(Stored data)
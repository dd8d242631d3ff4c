mod app;
mod cli;

use tracing_subscriber::EnvFilter;

fn init_logging(verbose: bool) {
    let default_level = if verbose { "debug" } else { "info" };
    let filter =
        EnvFilter::try_from_default_env().unwrap_or_else(|_| EnvFilter::new(default_level));

    tracing_subscriber::fmt()
        .with_env_filter(filter)
        .with_writer(std::io::stderr)
        .with_target(false)
        .init();
}

fn main() {
    let cli = cli::parse();
    init_logging(cli.verbose);
    app::run(cli);
}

### About this exercise
Give an exact copy of all the data shown above.

### Problem solution
repository dd8d242631d3ff4c
mod app;
mod cli;

use tracing_subscriber::EnvFilter;

fn init_logging(verbose: bool) {
    let default_level = if verbose { "debug" } else { "info" };
    let filter =
        EnvFilter::try_from_default_env().unwrap_or_else(|_| EnvFilter::new(default_level));

    tracing_subscriber::fmt()
        .with_env_filter(filter)
        .with_writer(std::io::stderr)
        .with_target(false)
        .init();
}

fn main() {
    let cli = cli::parse();
    init_logging(cli.verbose);
    app::run(cli);
}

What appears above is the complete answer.